# Information given
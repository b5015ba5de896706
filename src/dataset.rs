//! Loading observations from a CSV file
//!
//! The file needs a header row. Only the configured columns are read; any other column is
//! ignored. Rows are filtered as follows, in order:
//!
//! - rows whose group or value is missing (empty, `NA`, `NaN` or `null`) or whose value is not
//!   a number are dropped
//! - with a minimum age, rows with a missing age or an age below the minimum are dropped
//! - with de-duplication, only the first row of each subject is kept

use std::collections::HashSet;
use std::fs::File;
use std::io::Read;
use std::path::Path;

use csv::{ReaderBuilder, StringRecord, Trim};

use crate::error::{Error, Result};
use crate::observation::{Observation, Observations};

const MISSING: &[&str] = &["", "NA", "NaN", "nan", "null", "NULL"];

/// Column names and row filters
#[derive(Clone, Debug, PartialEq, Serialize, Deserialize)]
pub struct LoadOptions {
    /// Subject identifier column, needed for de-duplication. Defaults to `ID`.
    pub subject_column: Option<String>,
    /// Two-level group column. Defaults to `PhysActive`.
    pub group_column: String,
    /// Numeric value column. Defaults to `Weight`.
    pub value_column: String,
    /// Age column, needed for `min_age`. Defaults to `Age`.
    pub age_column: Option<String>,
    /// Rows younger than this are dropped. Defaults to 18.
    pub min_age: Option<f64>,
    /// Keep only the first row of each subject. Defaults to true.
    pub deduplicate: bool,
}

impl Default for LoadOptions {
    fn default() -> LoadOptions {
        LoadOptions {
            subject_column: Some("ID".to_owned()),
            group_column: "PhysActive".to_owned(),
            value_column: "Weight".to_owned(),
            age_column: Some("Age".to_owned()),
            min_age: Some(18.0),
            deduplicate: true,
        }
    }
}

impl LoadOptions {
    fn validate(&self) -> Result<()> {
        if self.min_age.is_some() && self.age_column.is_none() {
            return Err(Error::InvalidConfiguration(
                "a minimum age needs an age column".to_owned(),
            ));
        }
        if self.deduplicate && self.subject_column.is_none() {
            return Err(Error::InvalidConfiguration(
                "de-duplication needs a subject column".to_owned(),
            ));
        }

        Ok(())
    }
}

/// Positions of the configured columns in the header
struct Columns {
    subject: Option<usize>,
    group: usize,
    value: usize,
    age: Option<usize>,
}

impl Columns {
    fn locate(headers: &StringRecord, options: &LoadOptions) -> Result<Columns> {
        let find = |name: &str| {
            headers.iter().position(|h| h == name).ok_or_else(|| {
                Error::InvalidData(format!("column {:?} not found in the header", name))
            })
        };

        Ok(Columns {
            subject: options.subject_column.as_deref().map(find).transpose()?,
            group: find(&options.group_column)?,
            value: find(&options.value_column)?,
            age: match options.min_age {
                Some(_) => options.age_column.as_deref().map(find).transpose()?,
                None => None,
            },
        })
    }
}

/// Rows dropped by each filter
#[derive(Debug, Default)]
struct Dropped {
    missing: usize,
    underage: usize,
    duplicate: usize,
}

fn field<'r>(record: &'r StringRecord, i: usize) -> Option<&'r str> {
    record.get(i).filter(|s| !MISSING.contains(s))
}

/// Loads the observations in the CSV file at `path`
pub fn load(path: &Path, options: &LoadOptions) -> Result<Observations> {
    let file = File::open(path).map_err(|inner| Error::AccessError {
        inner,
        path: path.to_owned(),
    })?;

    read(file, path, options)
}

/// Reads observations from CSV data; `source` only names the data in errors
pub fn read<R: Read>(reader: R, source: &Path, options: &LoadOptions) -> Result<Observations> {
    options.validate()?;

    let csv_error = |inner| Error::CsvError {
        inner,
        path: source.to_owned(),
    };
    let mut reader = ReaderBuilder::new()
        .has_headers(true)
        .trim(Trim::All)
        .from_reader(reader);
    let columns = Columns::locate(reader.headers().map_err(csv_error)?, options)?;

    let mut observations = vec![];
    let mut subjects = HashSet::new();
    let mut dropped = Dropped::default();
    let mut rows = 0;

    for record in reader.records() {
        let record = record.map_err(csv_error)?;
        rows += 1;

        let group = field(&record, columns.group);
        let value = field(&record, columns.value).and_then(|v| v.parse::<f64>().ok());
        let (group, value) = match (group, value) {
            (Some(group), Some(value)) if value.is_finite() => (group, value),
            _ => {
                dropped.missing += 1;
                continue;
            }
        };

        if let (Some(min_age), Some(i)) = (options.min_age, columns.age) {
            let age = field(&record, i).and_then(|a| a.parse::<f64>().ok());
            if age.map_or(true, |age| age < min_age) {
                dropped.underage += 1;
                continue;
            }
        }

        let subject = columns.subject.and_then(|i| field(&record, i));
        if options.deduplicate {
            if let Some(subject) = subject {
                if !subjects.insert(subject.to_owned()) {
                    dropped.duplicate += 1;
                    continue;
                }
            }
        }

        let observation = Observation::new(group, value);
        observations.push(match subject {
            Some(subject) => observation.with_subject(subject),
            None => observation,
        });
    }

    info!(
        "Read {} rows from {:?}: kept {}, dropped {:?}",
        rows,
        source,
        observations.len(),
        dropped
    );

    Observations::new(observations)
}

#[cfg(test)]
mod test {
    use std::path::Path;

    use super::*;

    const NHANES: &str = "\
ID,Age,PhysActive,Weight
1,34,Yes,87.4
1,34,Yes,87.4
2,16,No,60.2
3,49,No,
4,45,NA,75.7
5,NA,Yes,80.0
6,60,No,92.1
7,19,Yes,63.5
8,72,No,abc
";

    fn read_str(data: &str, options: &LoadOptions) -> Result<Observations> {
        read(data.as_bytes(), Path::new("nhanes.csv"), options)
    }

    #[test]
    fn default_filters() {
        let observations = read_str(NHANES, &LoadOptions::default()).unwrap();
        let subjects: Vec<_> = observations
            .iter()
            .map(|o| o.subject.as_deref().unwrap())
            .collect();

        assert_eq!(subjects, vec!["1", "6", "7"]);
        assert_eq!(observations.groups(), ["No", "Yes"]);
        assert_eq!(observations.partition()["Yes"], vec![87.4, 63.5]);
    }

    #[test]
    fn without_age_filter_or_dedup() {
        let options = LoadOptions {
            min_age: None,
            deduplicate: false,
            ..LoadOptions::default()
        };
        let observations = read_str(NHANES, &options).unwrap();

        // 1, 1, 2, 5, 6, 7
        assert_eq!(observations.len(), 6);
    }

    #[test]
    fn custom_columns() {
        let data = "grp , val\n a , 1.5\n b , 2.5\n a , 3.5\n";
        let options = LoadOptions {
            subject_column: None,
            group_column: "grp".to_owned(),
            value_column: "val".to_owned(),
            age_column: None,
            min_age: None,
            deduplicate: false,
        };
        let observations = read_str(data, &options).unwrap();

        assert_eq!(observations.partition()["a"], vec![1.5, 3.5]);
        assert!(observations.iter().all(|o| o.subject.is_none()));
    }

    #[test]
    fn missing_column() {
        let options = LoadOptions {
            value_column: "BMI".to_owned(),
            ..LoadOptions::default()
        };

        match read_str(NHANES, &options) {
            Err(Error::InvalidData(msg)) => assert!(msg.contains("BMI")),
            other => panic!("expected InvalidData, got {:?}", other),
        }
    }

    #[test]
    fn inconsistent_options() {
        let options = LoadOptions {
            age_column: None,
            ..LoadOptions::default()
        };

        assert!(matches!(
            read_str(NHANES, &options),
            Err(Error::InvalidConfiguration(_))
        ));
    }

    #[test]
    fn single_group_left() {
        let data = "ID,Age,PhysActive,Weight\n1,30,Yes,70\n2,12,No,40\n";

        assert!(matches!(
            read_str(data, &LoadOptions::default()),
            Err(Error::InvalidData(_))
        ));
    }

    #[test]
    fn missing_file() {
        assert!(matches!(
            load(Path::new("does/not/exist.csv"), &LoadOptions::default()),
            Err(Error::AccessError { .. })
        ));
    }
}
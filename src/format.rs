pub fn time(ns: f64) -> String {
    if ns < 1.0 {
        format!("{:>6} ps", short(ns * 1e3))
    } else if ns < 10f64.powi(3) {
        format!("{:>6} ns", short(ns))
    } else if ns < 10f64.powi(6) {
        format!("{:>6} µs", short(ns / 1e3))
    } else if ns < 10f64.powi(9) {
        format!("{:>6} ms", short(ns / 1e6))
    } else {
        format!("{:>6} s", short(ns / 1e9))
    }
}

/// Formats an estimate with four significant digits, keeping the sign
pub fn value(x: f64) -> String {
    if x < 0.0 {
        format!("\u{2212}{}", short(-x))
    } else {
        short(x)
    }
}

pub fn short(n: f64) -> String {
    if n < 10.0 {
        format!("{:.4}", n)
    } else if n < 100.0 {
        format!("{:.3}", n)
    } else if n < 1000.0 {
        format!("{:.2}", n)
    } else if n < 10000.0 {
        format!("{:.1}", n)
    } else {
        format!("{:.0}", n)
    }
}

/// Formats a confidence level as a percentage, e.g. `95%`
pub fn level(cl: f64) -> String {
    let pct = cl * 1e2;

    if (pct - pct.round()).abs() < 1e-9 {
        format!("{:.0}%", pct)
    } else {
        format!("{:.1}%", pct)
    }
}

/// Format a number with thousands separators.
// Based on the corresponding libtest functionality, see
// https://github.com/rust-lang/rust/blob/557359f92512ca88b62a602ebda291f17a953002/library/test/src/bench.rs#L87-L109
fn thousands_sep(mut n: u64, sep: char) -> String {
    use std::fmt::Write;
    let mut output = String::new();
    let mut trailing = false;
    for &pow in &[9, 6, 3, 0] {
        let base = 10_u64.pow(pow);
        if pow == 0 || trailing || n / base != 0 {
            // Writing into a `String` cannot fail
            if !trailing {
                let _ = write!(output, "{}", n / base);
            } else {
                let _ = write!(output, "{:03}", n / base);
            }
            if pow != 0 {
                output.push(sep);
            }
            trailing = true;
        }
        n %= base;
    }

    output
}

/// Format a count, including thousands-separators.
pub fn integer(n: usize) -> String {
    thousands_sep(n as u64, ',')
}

# Task objective
Look over the records above, and wherever a line contains the string "subjects", copy that line.

# Solution
    let mut subjects = HashSet::new();
                if !subjects.insert(subject.to_owned()) {
        let subjects: Vec<_> = observations
        assert_eq!(subjects, vec!["1", "6", "7"]);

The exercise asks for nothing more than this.